Thanks for looking...


----------



## Jill (Sep 13, 2011)

I hope we all love our horses, no matter if they are show winners, performance types, great companions or anything and everything in-between! Your horses look like they have a great place to enjoy being horses


----------



## Reble (Sep 13, 2011)

Jill said:


> I hope we all love our horses, no matter if they are show winners, performance types, great companions or anything and everything in-between! Your horses look like they have a great place to enjoy being horses



Thanks Jill, you are so correct...





But I sure are enjoying watching the Nationals and all those Fantastic Horses..


----------



## Jill (Sep 13, 2011)

Me too



:wub





They must be running early? I wonder are they doing a break after this class (145)? That's what's scheduled but they seem ahead today. Squirt is to show in 147 and I guess I"m glued to the computer until I know if it's just one class away, or a break and one class away


----------



## Reble (Sep 13, 2011)

Jill said:


> Me too
> 
> 
> 
> ...



Erica has done very well, always admire her horses...


----------



## Jill (Sep 13, 2011)

Yes, for my "2 cents", I've never regretted getting an Erica horse



and she is really a polished exhibitor and fun to watch in the ring as well


----------



## LittleRibbie (Sep 13, 2011)

Those are some very lucky horses!! Look at all that room to eat and play!!Hey hows your new dog doing...didnt you get a new one that your husband been working with!! would love to see pictures if that was you!!


----------



## Reble (Sep 13, 2011)

LittleRibbie said:


> Those are some very lucky horses!! Look at all that room to eat and play!!Hey hows your new dog doing...didnt you get a new one that your husband been working with!! would love to see pictures if that was you!!


Here is a couple of pics of our 3 Big Dogs.. and Trixie and Bernie are doing well with their training

All 3 go out to pasture now, and help with herding the horses.. thanks for asking.




Trixie is our latest girl and is growing and is a fast learner..

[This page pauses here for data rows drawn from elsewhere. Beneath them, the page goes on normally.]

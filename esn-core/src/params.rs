use common::{Activation, Error, Result};
use nalgebra::{DMatrix, DVector};

/// The fixed, untrained parameters of a leaky Echo State Network.
/// Immutable once constructed; shared read-only by state collection and
/// autonomous forecasting.
#[derive(Debug, Clone, PartialEq)]
pub struct ReservoirParams {
    /// Recurrent state-to-state matrix, (state_dim, state_dim)
    a: DMatrix<f64>,
    /// Input-to-state matrix, (state_dim, input_dim)
    c: DMatrix<f64>,
    /// Per-node bias, (state_dim)
    bias: DVector<f64>,
    /// Convex mixing weight of the previous state in the update, in [0, 1].
    /// Tunes the decay time of internal activity of the network.
    leak_rate: f64,
    /// Nonlinearity of the state transition
    activation: Activation,
}

impl ReservoirParams {
    /// Assemble reservoir parameters from explicit weight matrices,
    /// checking that all shapes agree.
    pub fn new(
        a: DMatrix<f64>,
        c: DMatrix<f64>,
        bias: DVector<f64>,
        leak_rate: f64,
        activation: Activation,
    ) -> Result<Self> {
        if a.nrows() != a.ncols() {
            return Err(Error::DimensionMismatch {
                context: "recurrent matrix columns",
                expected: a.nrows(),
                actual: a.ncols(),
            });
        }
        if c.nrows() != a.nrows() {
            return Err(Error::DimensionMismatch {
                context: "input matrix rows",
                expected: a.nrows(),
                actual: c.nrows(),
            });
        }
        if bias.len() != a.nrows() {
            return Err(Error::DimensionMismatch {
                context: "bias length",
                expected: a.nrows(),
                actual: bias.len(),
            });
        }
        debug_assert!((0.0..=1.0).contains(&leak_rate));

        Ok(Self {
            a,
            c,
            bias,
            leak_rate,
            activation,
        })
    }

    /// Number of nodes (`neurons`) in the reservoir
    #[inline(always)]
    pub fn state_dim(&self) -> usize {
        self.a.nrows()
    }

    /// Dimensionality of the driving input
    #[inline(always)]
    pub fn input_dim(&self) -> usize {
        self.c.ncols()
    }

    /// The recurrent weight matrix
    #[inline(always)]
    pub fn a(&self) -> &DMatrix<f64> {
        &self.a
    }

    /// The input weight matrix
    #[inline(always)]
    pub fn c(&self) -> &DMatrix<f64> {
        &self.c
    }

    /// The per-node biases
    #[inline(always)]
    pub fn bias(&self) -> &DVector<f64> {
        &self.bias
    }

    /// The leak rate of the state update
    #[inline(always)]
    pub fn leak_rate(&self) -> f64 {
        self.leak_rate
    }

    /// The state transition nonlinearity
    #[inline(always)]
    pub fn activation(&self) -> Activation {
        self.activation
    }
}
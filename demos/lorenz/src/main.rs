#[macro_use]
extern crate log;

use std::time::Instant;

use common::Activation;
use esn_core::{collect, forecast, ReservoirInit};
use nalgebra::DMatrix;
use ridge_reg::RidgeRegression;
use sequences::Lorenz;

const TRAIN_LEN: usize = 4000;
const HORIZON: usize = 400;
const SEED: u64 = 0;

// keep the driving signal inside the tanh-friendly range
const INPUT_SCALE: f64 = 0.05;

fn main() {
    pretty_env_logger::init();

    let (xs, _, _) = Lorenz::default().generate([1.0, 1.0, 1.0], TRAIN_LEN + HORIZON);
    let values: Vec<f64> = xs.iter().map(|x| x * INPUT_SCALE).collect();
    info!("got {} datapoints", values.len());

    let init = ReservoirInit {
        state_dim: 300,
        input_dim: 1,
        a_mean: 0.0,
        a_scale: 1.0,
        c_mean: 0.0,
        c_scale: 1.0,
        bias_low: -0.2,
        bias_high: 0.2,
        spectral_radius: 0.9,
        input_scale: 0.5,
        leak_rate: 0.3,
        activation: Activation::Tanh,
    };
    let params = init.build(SEED).expect("reservoir construction failed");

    let inputs = DMatrix::from_fn(TRAIN_LEN - 1, 1, |i, _| values[i]);
    let targets = DMatrix::from_fn(TRAIN_LEN - 1, 1, |i, _| values[i + 1]);

    let t0 = Instant::now();
    let states = collect(&params, &inputs).expect("state collection failed");
    let fit = RidgeRegression {
        penalty: 1e-6,
    }
    .fit(&states, &targets)
    .expect("readout fit failed");
    info!("training done in: {}ms", t0.elapsed().as_millis());

    let mse = fit.residuals.iter().map(|r| r * r).sum::<f64>() / fit.residuals.len() as f64;
    info!("in-sample mse: {:.3e}", mse);

    let seed_state = states.row(states.nrows() - 1).transpose();
    let traj =
        forecast(&params, &fit.weights, &seed_state, HORIZON).expect("autonomous forecast failed");

    let mut rmse = 0.0;
    for t in 0..HORIZON {
        let truth = values[TRAIN_LEN - 1 + t];
        let pred = traj.outputs[(t, 0)];
        rmse += (truth - pred).powi(2);
    }
    let rmse = (rmse / HORIZON as f64).sqrt();
    info!(
        "autonomous forecast rmse over {} steps: {:.4} (input scale {})",
        HORIZON, rmse, INPUT_SCALE
    );
}
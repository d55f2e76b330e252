//! Deterministic driving sequences used to exercise the reservoir
//! pipeline: a Lorenz attractor integrator, a Mackey-Glass delay-equation
//! integrator and a noisy nonlinear AR(1) simulator.

#![deny(unused_imports, unused_crate_dependencies)]
#![warn(missing_docs)]

mod lorenz;
mod mackey_glass;
mod nar;

pub use lorenz::Lorenz;
pub use mackey_glass::MackeyGlass;
pub use nar::nonlinear_ar;
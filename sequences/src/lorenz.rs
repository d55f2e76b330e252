/// Forward Euler integrator for the Lorenz system
///
/// `dx = sigma (y - x)`, `dy = x (rho - z) - y`, `dz = x y - beta z`
#[derive(Debug, Clone)]
pub struct Lorenz {
    /// Prandtl-number parameter
    pub sigma: f64,
    /// Rayleigh-number parameter
    pub rho: f64,
    /// Geometry parameter
    pub beta: f64,
    /// Integration step size
    pub dt: f64,
}

impl Default for Lorenz {
    fn default() -> Self {
        Self {
            sigma: 10.0,
            rho: 28.0,
            beta: 8.0 / 3.0,
            dt: 0.01,
        }
    }
}

impl Lorenz {
    /// Integrate `steps` steps starting from `initial`, returning the
    /// three equal-length coordinate series
    pub fn generate(&self, initial: [f64; 3], steps: usize) -> (Vec<f64>, Vec<f64>, Vec<f64>) {
        let mut xs = Vec::with_capacity(steps);
        let mut ys = Vec::with_capacity(steps);
        let mut zs = Vec::with_capacity(steps);

        let (mut x, mut y, mut z) = (initial[0], initial[1], initial[2]);
        for _ in 0..steps {
            let dx = self.sigma * (y - x);
            let dy = x * (self.rho - z) - y;
            let dz = x * y - self.beta * z;

            x += self.dt * dx;
            y += self.dt * dy;
            z += self.dt * dz;

            xs.push(x);
            ys.push(y);
            zs.push(z);
        }

        (xs, ys, zs)
    }
}

#[cfg(test)]
mod tests {
    use super::*;

    #[test]
    fn coordinate_series_share_length() {
        let (xs, ys, zs) = Lorenz::default().generate([1.0, 1.0, 1.0], 500);
        assert_eq!(xs.len(), 500);
        assert_eq!(ys.len(), 500);
        assert_eq!(zs.len(), 500);
    }

    #[test]
    fn integration_is_deterministic() {
        let gen = Lorenz::default();
        let a = gen.generate([1.0, 1.0, 1.0], 200);
        let b = gen.generate([1.0, 1.0, 1.0], 200);
        assert_eq!(a, b);
    }

    #[test]
    fn trajectory_stays_finite_on_the_attractor() {
        let (xs, ys, zs) = Lorenz::default().generate([1.0, 1.0, 1.0], 5000);
        assert!(xs.iter().chain(&ys).chain(&zs).all(|v| v.is_finite()));
        // the attractor keeps coordinates well inside this box
        assert!(xs.iter().all(|v| v.abs() < 100.0));
    }
}
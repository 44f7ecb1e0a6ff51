//! Unit tests for configuration parsing and validation.

use agent_switchboard::config::{GlobalConfig, LogLevel, BOT_TOKEN_ENV};
use agent_switchboard::AppError;
use serial_test::serial;

fn minimal(extra: &str) -> String {
    format!(
        r#"
bot_token = "test-token"
agent_name = "fake-agent"
{extra}
"#
    )
}

#[test]
#[serial]
fn defaults_apply() {
    let config = GlobalConfig::from_toml_str(&minimal("")).expect("valid config");
    assert_eq!(config.max_workers, 5);
    assert_eq!(config.idle_timeout_seconds, 30);
    assert_eq!(config.log_level, LogLevel::Info);
    assert_eq!(
        config.workspace_base_path,
        std::path::PathBuf::from("./workspaces/")
    );
    assert_eq!(
        config.agent_config_path,
        std::path::PathBuf::from("./agent-config/")
    );
    assert!(config.allowed_user_ids.is_empty());
    assert!(config.agent_args.is_empty());
}

#[test]
#[serial]
fn missing_bot_token_fails_when_env_is_unset() {
    std::env::remove_var(BOT_TOKEN_ENV);
    let raw = "agent_name = \"fake-agent\"\n";
    let result = GlobalConfig::from_toml_str(raw);
    assert!(
        matches!(result, Err(AppError::Config(_))),
        "got {result:?}"
    );
}

#[test]
#[serial]
fn bot_token_falls_back_to_the_environment() {
    std::env::set_var(BOT_TOKEN_ENV, "env-token");
    let raw = "agent_name = \"fake-agent\"\n";
    let config = GlobalConfig::from_toml_str(raw).expect("env token accepted");
    assert_eq!(config.bot_token().expect("token present"), "env-token");
    std::env::remove_var(BOT_TOKEN_ENV);
}

#[test]
#[serial]
fn zero_workers_is_rejected() {
    let result = GlobalConfig::from_toml_str(&minimal("max_workers = 0"));
    assert!(
        matches!(result, Err(AppError::Config(_))),
        "got {result:?}"
    );
}

#[test]
#[serial]
fn agent_name_must_match_the_pattern() {
    for bad in ["ab", "has space", "../sneaky", "dot.name"] {
        let raw = format!("bot_token = \"t\"\nagent_name = \"{bad}\"\n");
        let result = GlobalConfig::from_toml_str(&raw);
        assert!(
            matches!(result, Err(AppError::Config(_))),
            "'{bad}' must be rejected, got {result:?}"
        );
    }
}

#[test]
#[serial]
fn empty_allowlist_denies_everyone() {
    let config = GlobalConfig::from_toml_str(&minimal("")).expect("valid config");
    assert!(!config.is_user_allowed(1));
    assert!(!config.is_user_allowed(0));
}

#[test]
#[serial]
fn allowlist_admits_only_listed_ids() {
    let config =
        GlobalConfig::from_toml_str(&minimal("allowed_user_ids = [10, 20]")).expect("valid");
    assert!(config.is_user_allowed(10));
    assert!(config.is_user_allowed(20));
    assert!(!config.is_user_allowed(30));
}

#[test]
#[serial]
fn log_level_parses_the_uppercase_names() {
    let config =
        GlobalConfig::from_toml_str(&minimal("log_level = \"WARNING\"")).expect("valid");
    assert_eq!(config.log_level, LogLevel::Warning);
    assert_eq!(config.log_level.as_filter(), "warn");
}

#[test]
#[serial]
fn db_path_lives_under_the_workspace_base() {
    let config =
        GlobalConfig::from_toml_str(&minimal("workspace_base_path = \"/tmp/ws\"")).expect("valid");
    assert_eq!(
        config.db_path(),
        std::path::PathBuf::from("/tmp/ws/.switchboard/bindings.db")
    );
}
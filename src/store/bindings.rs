//! Binding repository: `(user_id, thread_id)` → agent session.
//!
//! A row may exist with no session — `/model` can record a preference
//! before the first message — so [`BindingStore::get`] only yields rows
//! that actually carry a session id.

use std::path::PathBuf;
use std::sync::Arc;

use chrono::Utc;
use sqlx::Row;

use super::db::Database;
use crate::Result;

/// One thread's persistent session binding.
#[derive(Debug, Clone, PartialEq, Eq)]
pub struct Binding {
    /// The agent's opaque session identifier.
    pub session_id: String,
    /// Workspace directory the session was created in.
    pub workspace_path: PathBuf,
    /// Model override, `"auto"` when the agent default applies.
    pub model: String,
}

/// Repository wrapper around `SQLite` for binding records.
#[derive(Debug, Clone)]
pub struct BindingStore {
    db: Arc<Database>,
}

impl BindingStore {
    /// Wrap a connected database.
    #[must_use]
    pub fn new(db: Arc<Database>) -> Self {
        Self { db }
    }

    /// Fetch the binding for a thread, if a session is recorded.
    ///
    /// # Errors
    ///
    /// Returns `AppError::Db` on query failure.
    pub async fn get(&self, user_id: i64, thread_id: i64) -> Result<Option<Binding>> {
        let row = sqlx::query(
            "SELECT session_id, workspace_path, model FROM bindings \
             WHERE user_id = ? AND thread_id = ? AND session_id IS NOT NULL",
        )
        .bind(user_id)
        .bind(thread_id)
        .fetch_optional(self.db.as_ref())
        .await?;

        Ok(row.map(|row| Binding {
            session_id: row.get::<String, _>(0),
            workspace_path: PathBuf::from(row.get::<String, _>(1)),
            model: row.get::<String, _>(2),
        }))
    }

    /// Record (or replace) the session bound to a thread, preserving any
    /// stored model preference.
    ///
    /// # Errors
    ///
    /// Returns `AppError::Db` on write failure.
    pub async fn upsert(
        &self,
        user_id: i64,
        thread_id: i64,
        session_id: &str,
        workspace_path: &std::path::Path,
    ) -> Result<()> {
        sqlx::query(
            "INSERT INTO bindings (user_id, thread_id, session_id, workspace_path, updated_at) \
             VALUES (?, ?, ?, ?, ?) \
             ON CONFLICT (user_id, thread_id) DO UPDATE SET \
               session_id = excluded.session_id, \
               workspace_path = excluded.workspace_path, \
               updated_at = excluded.updated_at",
        )
        .bind(user_id)
        .bind(thread_id)
        .bind(session_id)
        .bind(workspace_path.to_string_lossy().as_ref())
        .bind(Utc::now().to_rfc3339())
        .execute(self.db.as_ref())
        .await?;
        Ok(())
    }

    /// Delete a thread's binding. The workspace is left in place.
    ///
    /// # Errors
    ///
    /// Returns `AppError::Db` on write failure.
    pub async fn delete(&self, user_id: i64, thread_id: i64) -> Result<()> {
        sqlx::query("DELETE FROM bindings WHERE user_id = ? AND thread_id = ?")
            .bind(user_id)
            .bind(thread_id)
            .execute(self.db.as_ref())
            .await?;
        Ok(())
    }

    /// Store the model preference for a thread, creating the row when the
    /// thread has no session yet.
    ///
    /// # Errors
    ///
    /// Returns `AppError::Db` on write failure.
    pub async fn set_model(&self, user_id: i64, thread_id: i64, model: &str) -> Result<()> {
        sqlx::query(
            "INSERT INTO bindings (user_id, thread_id, model, updated_at) \
             VALUES (?, ?, ?, ?) \
             ON CONFLICT (user_id, thread_id) DO UPDATE SET \
               model = excluded.model, \
               updated_at = excluded.updated_at",
        )
        .bind(user_id)
        .bind(thread_id)
        .bind(model)
        .bind(Utc::now().to_rfc3339())
        .execute(self.db.as_ref())
        .await?;
        Ok(())
    }

    /// The model preference for a thread; `"auto"` when none is stored.
    ///
    /// # Errors
    ///
    /// Returns `AppError::Db` on query failure.
    pub async fn get_model(&self, user_id: i64, thread_id: i64) -> Result<String> {
        let row = sqlx::query("SELECT model FROM bindings WHERE user_id = ? AND thread_id = ?")
            .bind(user_id)
            .bind(thread_id)
            .fetch_optional(self.db.as_ref())
            .await?;
        Ok(row.map_or_else(|| "auto".to_owned(), |row| row.get::<String, _>(0)))
    }
}
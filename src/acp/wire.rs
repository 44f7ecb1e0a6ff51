//! JSON-RPC 2.0 frame model for the agent wire.
//!
//! Outbound frames are built with [`serde_json::json!`] so the exact shape
//! stays visible at the call site. Inbound lines are classified into one of
//! three frame kinds:
//!
//! - a **response** (`id` + `result`/`error`) routed to the pending caller,
//! - a **server request** (`id` + `method`) that the driver must answer,
//! - a **notification** (`method`, no `id`).
//!
//! The agent assigns string or integer ids to its own requests, so inbound
//! ids are modeled as [`RpcId`]; the gateway's own ids are always integers.

use serde::Deserialize;
use serde_json::{json, Value};

use crate::{AppError, Result};

/// Protocol version the gateway speaks.
pub const PROTOCOL_VERSION: u64 = 1;

/// JSON-RPC id as the agent may produce it: integer or string.
#[derive(Debug, Clone, PartialEq, Eq, Hash, Deserialize)]
#[serde(untagged)]
pub enum RpcId {
    /// Numeric id.
    Num(u64),
    /// String id.
    Str(String),
}

impl RpcId {
    /// The id as a JSON value, for embedding into a response frame.
    #[must_use]
    pub fn to_value(&self) -> Value {
        match self {
            Self::Num(n) => json!(n),
            Self::Str(s) => json!(s),
        }
    }
}

impl std::fmt::Display for RpcId {
    fn fmt(&self, f: &mut std::fmt::Formatter<'_>) -> std::fmt::Result {
        match self {
            Self::Num(n) => write!(f, "{n}"),
            Self::Str(s) => write!(f, "{s}"),
        }
    }
}

/// Error object from a JSON-RPC response.
#[derive(Debug, Clone, Deserialize)]
pub struct RpcError {
    /// Numeric error code.
    pub code: i64,
    /// Human-readable message.
    pub message: String,
    /// Optional structured payload.
    #[serde(default)]
    pub data: Option<Value>,
}

impl RpcError {
    /// Extract a session-lock holder pid from the error payload.
    ///
    /// Checks `data.pid` / `data.processId` / `data.holderPid` first, then
    /// falls back to the first integer following "pid" in the message text.
    #[must_use]
    pub fn holder_pid(&self) -> Option<u32> {
        if let Some(data) = &self.data {
            for key in ["pid", "processId", "holderPid"] {
                if let Some(pid) = data.get(key).and_then(Value::as_u64) {
                    return u32::try_from(pid).ok();
                }
            }
        }
        let lower = self.message.to_lowercase();
        let idx = lower.find("pid")?;
        let tail = &self.message[idx + 3..];
        let digits: String = tail
            .chars()
            .skip_while(|c| !c.is_ascii_digit())
            .take_while(char::is_ascii_digit)
            .collect();
        digits.parse().ok()
    }
}

/// One classified inbound frame.
#[derive(Debug)]
pub enum InboundFrame {
    /// Response to a gateway-issued request.
    Response {
        /// The gateway-assigned integer id.
        id: u64,
        /// `Ok(result)` or the agent's error object.
        result: std::result::Result<Value, RpcError>,
    },
    /// Agent-initiated request the gateway must answer.
    ServerRequest {
        /// Agent-assigned id, echoed back in the reply.
        id: RpcId,
        /// Request method name.
        method: String,
        /// Request parameters.
        params: Value,
    },
    /// Agent-initiated notification.
    Notification {
        /// Notification method name.
        method: String,
        /// Notification parameters.
        params: Value,
    },
}

/// Raw envelope used for classification.
#[derive(Debug, Deserialize)]
struct Envelope {
    #[serde(default)]
    id: Option<RpcId>,
    #[serde(default)]
    method: Option<String>,
    #[serde(default)]
    params: Option<Value>,
    #[serde(default)]
    result: Option<Value>,
    #[serde(default)]
    error: Option<RpcError>,
}

/// Classify a single inbound line.
///
/// Returns `Ok(None)` for blank lines.
///
/// # Errors
///
/// Returns `AppError::Protocol` when the line is not valid JSON, when a
/// response id is not an integer, or when the envelope fits no frame kind.
pub fn classify_line(line: &str) -> Result<Option<InboundFrame>> {
    if line.trim().is_empty() {
        return Ok(None);
    }

    let env: Envelope = serde_json::from_str(line)
        .map_err(|err| AppError::Protocol(format!("malformed json: {err}")))?;

    match (env.id, env.method) {
        (Some(id), Some(method)) => Ok(Some(InboundFrame::ServerRequest {
            id,
            method,
            params: env.params.unwrap_or(Value::Null),
        })),
        (None, Some(method)) => Ok(Some(InboundFrame::Notification {
            method,
            params: env.params.unwrap_or(Value::Null),
        })),
        (Some(id), None) => {
            let RpcId::Num(id) = id else {
                return Err(AppError::Protocol(format!(
                    "response with non-integer id '{id}'"
                )));
            };
            let result = match (env.result, env.error) {
                (_, Some(err)) => Err(err),
                (Some(result), None) => Ok(result),
                (None, None) => Ok(Value::Null),
            };
            Ok(Some(InboundFrame::Response { id, result }))
        }
        (None, None) => Err(AppError::Protocol(
            "envelope has neither id nor method".into(),
        )),
    }
}

// ── Outbound frame builders ──────────────────────────────────────────────────

/// Build a request frame with a gateway-assigned integer id.
#[must_use]
pub fn request(id: u64, method: &str, params: Value) -> Value {
    json!({ "jsonrpc": "2.0", "id": id, "method": method, "params": params })
}

/// Build a notification frame (no id, no response expected).
#[must_use]
pub fn notification(method: &str, params: Value) -> Value {
    json!({ "jsonrpc": "2.0", "method": method, "params": params })
}

/// Build a success response to an agent-initiated request.
#[must_use]
pub fn response(id: &RpcId, result: Value) -> Value {
    json!({ "jsonrpc": "2.0", "id": id.to_value(), "result": result })
}

/// Build an error response to an agent-initiated request.
#[must_use]
pub fn error_response(id: &RpcId, code: i64, message: &str) -> Value {
    json!({
        "jsonrpc": "2.0",
        "id": id.to_value(),
        "error": { "code": code, "message": message }
    })
}

// ── session/update payloads ──────────────────────────────────────────────────

/// Parsed `session/update` notification payload.
#[derive(Debug, Clone, PartialEq, Eq)]
pub enum SessionUpdate {
    /// Incremental agent text. Fragments are deltas, not cumulative.
    MessageChunk(String),
    /// Tool invocation started. Observed, never surfaced.
    ToolCall,
    /// Tool invocation progressed. Observed, never surfaced.
    ToolCallUpdate,
    /// Plan update. Observed, never surfaced.
    Plan,
    /// The turn is complete.
    TurnEnd,
    /// Unknown update kind, retained for logging.
    Other(String),
}

/// Parse the nested `sessionUpdate` discriminator of a `session/update`
/// notification. Returns `None` when the payload has no recognizable shape.
#[must_use]
pub fn parse_session_update(params: &Value) -> Option<SessionUpdate> {
    let update = params.get("update")?;
    let kind = update.get("sessionUpdate").and_then(Value::as_str)?;
    let parsed = match kind {
        "agent_message_chunk" => {
            let text = update
                .get("content")
                .and_then(|c| c.get("text"))
                .and_then(Value::as_str)
                .unwrap_or_default();
            SessionUpdate::MessageChunk(text.to_owned())
        }
        "tool_call" => SessionUpdate::ToolCall,
        "tool_call_update" => SessionUpdate::ToolCallUpdate,
        "plan" => SessionUpdate::Plan,
        "turn_end" => SessionUpdate::TurnEnd,
        other => SessionUpdate::Other(other.to_owned()),
    };
    Some(parsed)
}

/// The session a `session/update` notification belongs to.
#[must_use]
pub fn update_session_id(params: &Value) -> Option<&str> {
    params.get("sessionId").and_then(Value::as_str)
}

// ── Permission requests ──────────────────────────────────────────────────────

/// One selectable option in a `session/request_permission` request.
#[derive(Debug, Clone, Deserialize)]
#[serde(rename_all = "camelCase")]
pub struct PermissionOption {
    /// Identifier echoed back in the outcome.
    pub option_id: String,
    /// Option kind, e.g. `allow_once`, `allow_always`, `reject_once`.
    pub kind: String,
}

/// Parse the option list of a `session/request_permission` request.
#[must_use]
pub fn parse_permission_options(params: &Value) -> Vec<PermissionOption> {
    params
        .get("options")
        .and_then(Value::as_array)
        .map(|opts| {
            opts.iter()
                .filter_map(|o| serde_json::from_value(o.clone()).ok())
                .collect()
        })
        .unwrap_or_default()
}

/// Select the option to auto-approve: `allow_once` if present, else the
/// first option whose kind starts with `allow`.
#[must_use]
pub fn choose_allow_option(options: &[PermissionOption]) -> Option<&PermissionOption> {
    options
        .iter()
        .find(|o| o.kind == "allow_once")
        .or_else(|| options.iter().find(|o| o.kind.starts_with("allow")))
}

/// Build the result payload selecting `option_id`.
#[must_use]
pub fn permission_selected(option_id: &str) -> Value {
    json!({ "outcome": { "outcome": "selected", "optionId": option_id } })
}

/// Build the result payload for a cancelled prompt turn.
#[must_use]
pub fn permission_cancelled() -> Value {
    json!({ "outcome": { "outcome": "cancelled" } })
}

Found one more of Trixie and Tabitha


----------



## LittleRibbie (Sep 13, 2011)

Thats her!!



Trixie!! Im glad to hear shes doing well w/her barn chores!! They're all so pretty. Thanks for posting the pictures!


----------



## cassie (Sep 13, 2011)

naw love your horses and your dogs!!

what breed are they?


----------



## lucky lodge (Sep 13, 2011)

there all lovely, why do you say there not show performers got any close up picture of themm


----------



## Reble (Sep 14, 2011)

lucky lodge said:


> there all lovely, why do you say there not show performers got any close up picture of themm


Oh just my opinion when I see those wonderful horses at the Nationals.

Love just showing around our area, and yes they do very well, but would not

think of the Nationals. But would love to go one year and watch.

Have some close ups on my web site, but again thanks for the replies.


----------



## Lil Timber Buck (Sep 17, 2011)

If there were only miniature trees and fences in the background, it would look just like BIG horses. Adorable little herd!


----------



## Reble (Sep 18, 2011)

cassie said:


> naw love your horses and your dogs!!
> 
> what breed are they?



they are Bernese Mountain dogs. Tabitha we found out after... she has border collie from her grandmother.

But Trixie and Bernie are Bernese for sure...


----------



## Reble (Sep 18, 2011)

Lil Timber Buck said:


> If there were only miniature trees and fences in the background, it would look just like BIG horses. Adorable little herd!



Thank you, had a trainer looking at our minis when I sent him a picture with the horse standing with the smaller fence and he said that is not a mini looks like he

is at least 14 hands. had to laugh how we take pictures can change how they look.


----------